• [PROBLEM]:
Pick every line out of the entries below that holds the string "impl", and report them.

══ LISTED ENTRIES

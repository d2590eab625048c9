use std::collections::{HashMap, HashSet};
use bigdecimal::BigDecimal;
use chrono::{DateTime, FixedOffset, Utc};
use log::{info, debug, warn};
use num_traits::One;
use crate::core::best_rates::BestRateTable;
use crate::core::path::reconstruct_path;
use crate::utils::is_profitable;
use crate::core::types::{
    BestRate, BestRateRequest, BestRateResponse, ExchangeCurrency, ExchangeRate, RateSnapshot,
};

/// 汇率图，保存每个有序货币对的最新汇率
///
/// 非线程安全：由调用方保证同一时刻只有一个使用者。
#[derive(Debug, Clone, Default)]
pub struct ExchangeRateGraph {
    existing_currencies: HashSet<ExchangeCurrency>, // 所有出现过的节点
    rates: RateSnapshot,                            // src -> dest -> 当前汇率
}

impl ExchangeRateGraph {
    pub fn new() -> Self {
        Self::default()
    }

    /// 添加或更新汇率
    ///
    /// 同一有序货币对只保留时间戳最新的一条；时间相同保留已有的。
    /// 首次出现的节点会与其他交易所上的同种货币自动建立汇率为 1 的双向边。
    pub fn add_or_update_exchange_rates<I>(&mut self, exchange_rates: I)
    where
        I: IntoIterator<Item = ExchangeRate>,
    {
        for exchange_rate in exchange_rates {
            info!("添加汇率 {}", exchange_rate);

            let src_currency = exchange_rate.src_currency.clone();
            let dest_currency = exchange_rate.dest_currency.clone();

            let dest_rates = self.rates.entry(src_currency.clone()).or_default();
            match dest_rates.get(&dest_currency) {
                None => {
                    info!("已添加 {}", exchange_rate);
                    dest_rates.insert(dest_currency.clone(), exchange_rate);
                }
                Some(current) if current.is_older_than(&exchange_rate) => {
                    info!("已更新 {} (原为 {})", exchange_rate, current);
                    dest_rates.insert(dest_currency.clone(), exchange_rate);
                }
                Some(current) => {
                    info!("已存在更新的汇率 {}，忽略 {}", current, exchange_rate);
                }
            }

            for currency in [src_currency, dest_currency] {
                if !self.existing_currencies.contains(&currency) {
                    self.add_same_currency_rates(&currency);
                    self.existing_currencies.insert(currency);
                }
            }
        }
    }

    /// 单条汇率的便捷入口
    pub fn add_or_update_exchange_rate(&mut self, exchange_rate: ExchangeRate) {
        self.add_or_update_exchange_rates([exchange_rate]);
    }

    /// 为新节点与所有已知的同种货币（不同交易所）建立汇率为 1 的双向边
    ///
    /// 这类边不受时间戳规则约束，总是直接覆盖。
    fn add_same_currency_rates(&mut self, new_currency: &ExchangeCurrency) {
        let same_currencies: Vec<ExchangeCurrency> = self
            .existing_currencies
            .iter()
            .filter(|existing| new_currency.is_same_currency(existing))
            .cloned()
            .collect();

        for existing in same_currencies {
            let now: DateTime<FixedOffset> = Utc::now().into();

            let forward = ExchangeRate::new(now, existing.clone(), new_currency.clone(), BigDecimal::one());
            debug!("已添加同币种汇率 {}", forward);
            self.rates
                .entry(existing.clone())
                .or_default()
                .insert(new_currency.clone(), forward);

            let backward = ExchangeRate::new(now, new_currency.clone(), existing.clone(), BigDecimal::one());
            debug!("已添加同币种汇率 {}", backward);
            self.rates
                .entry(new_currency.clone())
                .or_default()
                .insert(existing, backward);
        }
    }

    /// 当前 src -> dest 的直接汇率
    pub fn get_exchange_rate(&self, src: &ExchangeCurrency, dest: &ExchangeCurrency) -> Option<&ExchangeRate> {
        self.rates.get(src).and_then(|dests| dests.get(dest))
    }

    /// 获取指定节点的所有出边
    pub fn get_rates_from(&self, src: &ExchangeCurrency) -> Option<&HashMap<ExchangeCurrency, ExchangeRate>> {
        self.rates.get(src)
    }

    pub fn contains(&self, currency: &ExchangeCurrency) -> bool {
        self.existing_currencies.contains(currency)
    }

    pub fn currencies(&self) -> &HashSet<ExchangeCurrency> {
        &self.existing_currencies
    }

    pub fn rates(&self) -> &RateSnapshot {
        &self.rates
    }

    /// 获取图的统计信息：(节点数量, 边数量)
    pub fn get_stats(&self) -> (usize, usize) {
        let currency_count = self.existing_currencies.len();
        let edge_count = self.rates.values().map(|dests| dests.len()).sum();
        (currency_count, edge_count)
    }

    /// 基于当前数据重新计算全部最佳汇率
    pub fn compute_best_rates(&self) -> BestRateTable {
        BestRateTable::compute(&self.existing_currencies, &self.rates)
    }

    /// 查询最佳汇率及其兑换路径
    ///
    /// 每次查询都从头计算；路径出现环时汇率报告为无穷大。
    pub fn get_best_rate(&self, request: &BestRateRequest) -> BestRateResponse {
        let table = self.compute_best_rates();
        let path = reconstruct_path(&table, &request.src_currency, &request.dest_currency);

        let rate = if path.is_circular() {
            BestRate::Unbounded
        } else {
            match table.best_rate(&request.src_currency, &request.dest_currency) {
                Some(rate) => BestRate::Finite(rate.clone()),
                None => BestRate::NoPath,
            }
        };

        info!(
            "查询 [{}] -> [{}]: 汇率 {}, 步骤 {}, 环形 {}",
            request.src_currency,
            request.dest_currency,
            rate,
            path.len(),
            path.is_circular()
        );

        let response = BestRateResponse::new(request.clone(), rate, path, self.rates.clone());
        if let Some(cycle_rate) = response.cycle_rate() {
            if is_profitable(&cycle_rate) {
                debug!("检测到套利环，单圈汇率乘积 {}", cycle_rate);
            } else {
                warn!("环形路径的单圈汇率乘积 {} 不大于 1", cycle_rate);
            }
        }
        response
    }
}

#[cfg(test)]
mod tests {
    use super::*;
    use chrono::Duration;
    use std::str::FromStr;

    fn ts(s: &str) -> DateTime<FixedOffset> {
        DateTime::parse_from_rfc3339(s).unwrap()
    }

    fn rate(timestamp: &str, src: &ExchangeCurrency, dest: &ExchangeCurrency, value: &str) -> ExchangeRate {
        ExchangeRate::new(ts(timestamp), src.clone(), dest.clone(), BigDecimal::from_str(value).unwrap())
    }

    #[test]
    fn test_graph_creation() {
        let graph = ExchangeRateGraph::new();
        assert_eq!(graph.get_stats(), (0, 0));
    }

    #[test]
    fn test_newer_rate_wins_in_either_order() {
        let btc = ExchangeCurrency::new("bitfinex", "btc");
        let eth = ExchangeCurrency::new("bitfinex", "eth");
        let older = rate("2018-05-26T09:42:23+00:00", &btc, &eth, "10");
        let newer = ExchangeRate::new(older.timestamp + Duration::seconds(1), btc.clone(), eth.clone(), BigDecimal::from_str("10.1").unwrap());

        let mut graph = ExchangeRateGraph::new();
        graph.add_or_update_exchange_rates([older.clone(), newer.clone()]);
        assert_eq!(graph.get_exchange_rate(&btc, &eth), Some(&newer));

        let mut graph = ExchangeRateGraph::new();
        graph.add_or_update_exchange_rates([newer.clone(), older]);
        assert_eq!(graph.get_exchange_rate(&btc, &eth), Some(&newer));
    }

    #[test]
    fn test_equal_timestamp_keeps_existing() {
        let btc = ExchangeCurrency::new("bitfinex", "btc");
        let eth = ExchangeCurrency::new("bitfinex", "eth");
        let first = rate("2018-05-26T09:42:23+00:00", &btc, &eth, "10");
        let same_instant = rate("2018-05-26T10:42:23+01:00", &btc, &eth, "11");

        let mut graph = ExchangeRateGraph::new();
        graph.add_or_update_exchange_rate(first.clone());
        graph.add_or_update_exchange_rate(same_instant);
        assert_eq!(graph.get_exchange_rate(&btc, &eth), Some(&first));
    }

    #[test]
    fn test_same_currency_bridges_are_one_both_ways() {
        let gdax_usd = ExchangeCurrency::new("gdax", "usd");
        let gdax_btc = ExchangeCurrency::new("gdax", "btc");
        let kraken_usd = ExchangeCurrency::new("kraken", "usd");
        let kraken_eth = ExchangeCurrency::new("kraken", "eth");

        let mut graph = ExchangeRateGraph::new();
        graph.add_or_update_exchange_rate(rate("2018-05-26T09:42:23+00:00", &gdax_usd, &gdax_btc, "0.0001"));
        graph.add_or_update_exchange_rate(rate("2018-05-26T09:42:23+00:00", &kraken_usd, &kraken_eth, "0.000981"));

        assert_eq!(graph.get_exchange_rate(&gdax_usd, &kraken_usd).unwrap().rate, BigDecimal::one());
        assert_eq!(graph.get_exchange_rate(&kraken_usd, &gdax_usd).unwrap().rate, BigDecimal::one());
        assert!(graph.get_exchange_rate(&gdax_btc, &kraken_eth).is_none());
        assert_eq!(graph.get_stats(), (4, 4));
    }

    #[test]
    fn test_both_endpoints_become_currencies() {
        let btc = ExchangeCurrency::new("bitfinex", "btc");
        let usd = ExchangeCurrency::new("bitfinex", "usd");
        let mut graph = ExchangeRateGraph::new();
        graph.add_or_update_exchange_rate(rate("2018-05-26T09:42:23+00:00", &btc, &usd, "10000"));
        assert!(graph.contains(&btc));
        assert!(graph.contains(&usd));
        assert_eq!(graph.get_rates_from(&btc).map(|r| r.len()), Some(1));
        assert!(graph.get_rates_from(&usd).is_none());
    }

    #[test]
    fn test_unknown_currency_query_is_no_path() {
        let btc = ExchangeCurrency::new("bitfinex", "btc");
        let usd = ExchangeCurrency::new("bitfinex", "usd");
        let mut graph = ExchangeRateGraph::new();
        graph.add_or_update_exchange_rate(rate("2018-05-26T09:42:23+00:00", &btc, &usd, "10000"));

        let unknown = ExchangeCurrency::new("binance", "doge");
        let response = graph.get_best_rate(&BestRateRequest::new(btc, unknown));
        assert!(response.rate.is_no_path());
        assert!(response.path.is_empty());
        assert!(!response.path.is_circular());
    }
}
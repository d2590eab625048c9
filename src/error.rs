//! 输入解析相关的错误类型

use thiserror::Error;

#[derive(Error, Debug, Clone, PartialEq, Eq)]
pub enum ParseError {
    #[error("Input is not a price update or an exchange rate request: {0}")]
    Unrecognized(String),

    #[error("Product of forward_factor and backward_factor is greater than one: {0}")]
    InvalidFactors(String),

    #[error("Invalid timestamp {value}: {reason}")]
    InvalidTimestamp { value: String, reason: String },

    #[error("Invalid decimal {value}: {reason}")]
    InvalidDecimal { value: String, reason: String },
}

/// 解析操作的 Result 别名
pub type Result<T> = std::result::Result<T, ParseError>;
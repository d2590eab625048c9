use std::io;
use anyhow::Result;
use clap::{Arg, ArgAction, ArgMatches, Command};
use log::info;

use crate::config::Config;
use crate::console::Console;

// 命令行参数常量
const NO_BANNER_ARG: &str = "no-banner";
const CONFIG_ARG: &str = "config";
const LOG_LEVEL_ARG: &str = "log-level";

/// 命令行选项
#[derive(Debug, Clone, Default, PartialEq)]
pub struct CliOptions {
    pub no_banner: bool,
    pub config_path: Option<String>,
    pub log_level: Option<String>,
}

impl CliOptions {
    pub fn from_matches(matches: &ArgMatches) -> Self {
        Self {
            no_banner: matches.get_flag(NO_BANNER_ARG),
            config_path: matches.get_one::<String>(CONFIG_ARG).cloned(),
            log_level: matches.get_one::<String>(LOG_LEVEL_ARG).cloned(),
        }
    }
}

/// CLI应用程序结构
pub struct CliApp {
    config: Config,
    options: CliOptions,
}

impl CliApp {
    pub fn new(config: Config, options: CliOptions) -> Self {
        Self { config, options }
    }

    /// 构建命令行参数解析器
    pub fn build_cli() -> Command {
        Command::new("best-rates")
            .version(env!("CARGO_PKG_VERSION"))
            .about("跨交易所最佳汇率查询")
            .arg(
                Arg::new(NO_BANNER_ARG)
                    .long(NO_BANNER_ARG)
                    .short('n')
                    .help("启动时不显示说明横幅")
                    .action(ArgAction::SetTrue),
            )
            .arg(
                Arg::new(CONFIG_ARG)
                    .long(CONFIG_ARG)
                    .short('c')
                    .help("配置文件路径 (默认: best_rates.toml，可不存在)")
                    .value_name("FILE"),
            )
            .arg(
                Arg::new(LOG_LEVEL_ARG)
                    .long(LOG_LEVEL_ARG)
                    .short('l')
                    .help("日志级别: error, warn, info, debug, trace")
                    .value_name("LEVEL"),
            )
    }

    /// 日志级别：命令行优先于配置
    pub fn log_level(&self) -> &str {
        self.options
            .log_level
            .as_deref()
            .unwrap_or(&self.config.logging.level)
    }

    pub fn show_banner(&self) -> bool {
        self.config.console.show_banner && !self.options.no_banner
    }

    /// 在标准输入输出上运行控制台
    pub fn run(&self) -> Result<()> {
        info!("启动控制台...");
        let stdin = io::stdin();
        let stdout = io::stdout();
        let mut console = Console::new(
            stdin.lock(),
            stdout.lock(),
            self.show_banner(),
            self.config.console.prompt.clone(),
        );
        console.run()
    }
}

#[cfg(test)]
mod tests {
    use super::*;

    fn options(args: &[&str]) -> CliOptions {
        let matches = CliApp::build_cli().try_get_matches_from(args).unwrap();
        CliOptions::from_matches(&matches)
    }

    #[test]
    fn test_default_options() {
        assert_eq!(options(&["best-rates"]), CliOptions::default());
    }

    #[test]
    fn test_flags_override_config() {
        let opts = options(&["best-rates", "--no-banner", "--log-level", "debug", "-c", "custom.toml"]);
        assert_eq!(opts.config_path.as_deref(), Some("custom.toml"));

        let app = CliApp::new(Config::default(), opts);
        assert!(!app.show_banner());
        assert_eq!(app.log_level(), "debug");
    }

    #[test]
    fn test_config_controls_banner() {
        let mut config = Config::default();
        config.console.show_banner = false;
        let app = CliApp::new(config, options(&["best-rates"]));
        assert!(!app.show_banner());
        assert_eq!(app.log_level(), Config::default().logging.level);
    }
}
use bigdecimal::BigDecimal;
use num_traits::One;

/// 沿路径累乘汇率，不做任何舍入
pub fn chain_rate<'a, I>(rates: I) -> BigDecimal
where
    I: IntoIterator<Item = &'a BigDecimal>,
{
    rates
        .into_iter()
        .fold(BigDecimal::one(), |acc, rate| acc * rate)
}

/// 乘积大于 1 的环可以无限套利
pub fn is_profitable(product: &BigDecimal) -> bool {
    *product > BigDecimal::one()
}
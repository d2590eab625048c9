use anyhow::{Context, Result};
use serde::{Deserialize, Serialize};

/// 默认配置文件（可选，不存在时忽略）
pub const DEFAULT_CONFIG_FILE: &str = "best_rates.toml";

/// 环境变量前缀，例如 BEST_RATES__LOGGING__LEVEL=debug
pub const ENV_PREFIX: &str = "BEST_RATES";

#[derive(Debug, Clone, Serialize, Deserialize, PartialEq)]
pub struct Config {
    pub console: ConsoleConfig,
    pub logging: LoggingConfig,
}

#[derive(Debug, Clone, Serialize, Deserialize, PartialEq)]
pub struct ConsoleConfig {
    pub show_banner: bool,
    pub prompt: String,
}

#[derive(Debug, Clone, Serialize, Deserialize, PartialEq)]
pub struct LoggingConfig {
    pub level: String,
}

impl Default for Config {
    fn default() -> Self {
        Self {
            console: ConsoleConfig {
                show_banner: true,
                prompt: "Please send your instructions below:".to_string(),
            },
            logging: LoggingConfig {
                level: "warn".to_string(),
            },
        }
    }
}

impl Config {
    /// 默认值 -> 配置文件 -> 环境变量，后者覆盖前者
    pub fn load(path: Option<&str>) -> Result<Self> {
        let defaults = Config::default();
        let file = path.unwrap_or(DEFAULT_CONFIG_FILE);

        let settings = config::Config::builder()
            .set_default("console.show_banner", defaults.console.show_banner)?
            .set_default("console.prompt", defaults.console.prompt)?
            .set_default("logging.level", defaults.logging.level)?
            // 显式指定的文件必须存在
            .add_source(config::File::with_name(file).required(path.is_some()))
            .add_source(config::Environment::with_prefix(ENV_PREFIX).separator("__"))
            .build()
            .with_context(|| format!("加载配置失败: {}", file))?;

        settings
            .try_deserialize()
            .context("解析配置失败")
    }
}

════

• [OUTPUT]:
impl ExchangeRateGraph {
impl CliOptions {
impl CliApp {
impl Default for Config {
impl Config {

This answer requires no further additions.